Eastern Mennonite University was well-represented at the July 2-6 Mennonite Church USA convention, aka MennoCon19.
President Susan Schultz Huxman was among several administrators, faculty and staff to travel to Kansas City, Missouri, for the multi-day event. Huxman arrived early for meetings and listening sessions with Mennonite Higher Education Association, Mennonite Education Association and Mennonite Schools Council. During the conference, she provided a university update at a evening alumni reception.
The biennial conference, which is often preceded by other meetings of Mennonite organizations, gathers church representatives and members for worship, fellowship and learning, as well as for more formal discernment and decisionmaking.
EMU student’s advocacy leads to youth delegate vote
One such decision — delegates voted on a bylaw change allowing youth participants to serve in future conferences as official voting delegates — was in response to advocacy from the group Step Up, founded by EMU senior and Student Government Association Co-President Leah Wenger.

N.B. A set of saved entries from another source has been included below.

//! Wire types for `POST /api/chat`.

use cloudom_model::{ChatMessage, Role};
use serde::{Deserialize, Serialize};
use serde_json::Value;

/// A parsed chat request.
///
/// Parsing is lenient: fields of the wrong type are treated as absent and
/// messages that are not well-formed user/assistant turns are skipped.
#[derive(Debug, Clone, Default, PartialEq, Eq)]
pub struct ChatRequest {
    /// Well-formed user/assistant messages in their original order.
    pub messages: Vec<ChatMessage>,
    /// Retrieved company information, empty when absent.
    pub context: String,
    /// Page the user is chatting from, empty when absent.
    pub page_url: String,
}

impl ChatRequest {
    /// Parse a request body. An empty body is treated as `{}`.
    ///
    /// # Errors
    ///
    /// Returns the JSON syntax error if the body is not valid JSON.
    pub fn from_slice(body: &[u8]) -> Result<Self, serde_json::Error> {
        if body.is_empty() {
            return Ok(Self::default());
        }
        let value: Value = serde_json::from_slice(body)?;
        Ok(Self::from_value(&value))
    }

    /// Extract a request from an already parsed JSON value.
    pub fn from_value(value: &Value) -> Self {
        let messages = value
            .get("messages")
            .and_then(Value::as_array)
            .map(|items| items.iter().filter_map(parse_message).collect())
            .unwrap_or_default();
        Self {
            messages,
            context: string_field(value, "context"),
            page_url: string_field(value, "pageUrl"),
        }
    }

    /// The most recent user message, if any.
    pub fn last_user_message(&self) -> Option<&ChatMessage> {
        self.messages.iter().rev().find(|m| m.role == Role::User)
    }
}

fn parse_message(value: &Value) -> Option<ChatMessage> {
    let role = Role::from_conversation(value.get("role")?.as_str()?)?;
    let content = value.get("content")?.as_str()?;
    Some(ChatMessage::new(role, content))
}

fn string_field(value: &Value, key: &str) -> String {
    value.get(key).and_then(Value::as_str).unwrap_or_default().to_string()
}

/// Successful chat response.
#[derive(Debug, Clone, PartialEq, Eq, Serialize, Deserialize)]
pub struct ChatReply {
    pub text: String,
}

/// Error response body.
#[derive(Debug, Clone, PartialEq, Eq, Serialize, Deserialize)]
pub struct ErrorBody {
    pub error: String,
    #[serde(default, skip_serializing_if = "Option::is_none")]
    pub details: Option<String>,
}

#[cfg(test)]
mod tests {
    use serde_json::json;

    use super::*;

    #[test]
    fn empty_body_is_an_empty_request() {
        assert_eq!(ChatRequest::from_slice(b"").unwrap(), ChatRequest::default());
    }

    #[test]
    fn invalid_json_is_an_error() {
        assert!(ChatRequest::from_slice(b"{not json").is_err());
        assert!(ChatRequest::from_slice(b"   ").is_err());
    }

    #[test]
    fn malformed_messages_are_skipped() {
        let request = ChatRequest::from_value(&json!({
            "messages": [
                {"role": "system", "content": "ignore me"},
                {"role": "user", "content": 42},
                {"role": "user"},
                "not an object",
                {"role": "assistant", "content": "Hello"},
                {"role": "user", "content": "Pricing?"}
            ],
            "context": "Services...",
            "pageUrl": "https://www.cloudomsystems.com/services"
        }));
        assert_eq!(
            request.messages,
            vec![ChatMessage::assistant("Hello"), ChatMessage::user("Pricing?")]
        );
        assert_eq!(request.context, "Services...");
        assert_eq!(request.page_url, "https://www.cloudomsystems.com/services");
    }

    #[test]
    fn wrong_field_types_are_treated_as_absent() {
        let request = ChatRequest::from_value(&json!({
            "messages": {"role": "user"},
            "context": ["a"],
            "pageUrl": 7
        }));
        assert_eq!(request, ChatRequest::default());
        assert_eq!(ChatRequest::from_value(&json!([1, 2, 3])), ChatRequest::default());
    }

    #[test]
    fn last_user_message_skips_trailing_assistant_turns() {
        let request = ChatRequest {
            messages: vec![
                ChatMessage::user("first"),
                ChatMessage::user("second"),
                ChatMessage::assistant("reply"),
            ],
            ..Default::default()
        };
        assert_eq!(request.last_user_message().map(|m| m.content.as_str()), Some("second"));
    }

    #[test]
    fn error_body_omits_missing_details() {
        let body = ErrorBody { error: "Invalid JSON".into(), details: None };
        assert_eq!(serde_json::to_string(&body).unwrap(), r#"{"error":"Invalid JSON"}"#);
    }
}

“The program is designed to educate young people about church business, encourage them to listen and learn from those around them, provide them places and people to network with, prepare them to become future leaders, and to promote participation in the larger church delegate body,” Wenger said. In additional to serving as a delegate from Community Mennonite Church in Harrisonburg, Wenger worked with three others, including Lorren Oesch ’19 to organize orientation for the youth participants and additional programming throughout the week.
The conference is also a meeting place for youth and young adult groups. EMU admissions staff, including Director of Admissions Matt Ruth ’06, represented the university at the Mennonite Higher Education Association’s booth, which highlighted the academic offerings of the five Mennonite colleges and universities.
Faculty, joined by alumni, engage and teach
Sarah Bixler ‘02, Eastern Mennonite Seminary faculty member, was the convention’s prayer coordinator and co-led, with Hendy Stevan Matahelemual MA ’19 (leadership), a daily evening prayer session focused on the church. She also was involved in four workshop sessions, including two that she co-led with her husband Ben Bixler ’03, MA ‘13 (religion) that explored “R-rated” scripture texts in the youth ministry context and Bible study in the congregation.
Eastern Mennonite Seminary dean Nancy Heisey MDiv ’94 led her workshop participants in new ways of presenting biblical stories and broader biblical themes to audiences who bring no previous familiarity to their learning.
Emeritus Professor Dorothy Jean Weaver ’72 hosted three New Testament study workshops engaging with perspectives on the Israeli/Palestinian conflict, stories of resilience, and the theme of power in the Gospel of Matthew. Read more about Weaver’s scholarly work on this topic.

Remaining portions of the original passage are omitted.